**What is required**
Each entry below is to be duplicated verbatim.

|---|

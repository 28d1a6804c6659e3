//! Widgets for the **crimewatch** incident feed.
//!
//! | Module | Description |
//! |--------|-------------|
//! | [`feed_view`] | Loading / empty / populated list of incidents |
//! | [`incident_card`] | One incident as a bordered card |
//! | [`spinner`] | Animated loading indicator ([`crimewatch_core::Component`]) |

pub mod feed_view;
pub mod incident_card;
pub mod spinner;

pub use feed_view::{loading_spinner, FeedView, EMPTY_MESSAGE, LOADING_MESSAGE};
pub use incident_card::IncidentCard;
pub use spinner::Spinner;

|---|

**Task result**
repository 28d1a6804c6659e3
//! Widgets for the **crimewatch** incident feed.
//!
//! | Module | Description |
//! |--------|-------------|
//! | [`feed_view`] | Loading / empty / populated list of incidents |
//! | [`incident_card`] | One incident as a bordered card |
//! | [`spinner`] | Animated loading indicator ([`crimewatch_core::Component`]) |

pub mod feed_view;
pub mod incident_card;
pub mod spinner;

pub use feed_view::{loading_spinner, FeedView, EMPTY_MESSAGE, LOADING_MESSAGE};
pub use incident_card::IncidentCard;
pub use spinner::Spinner;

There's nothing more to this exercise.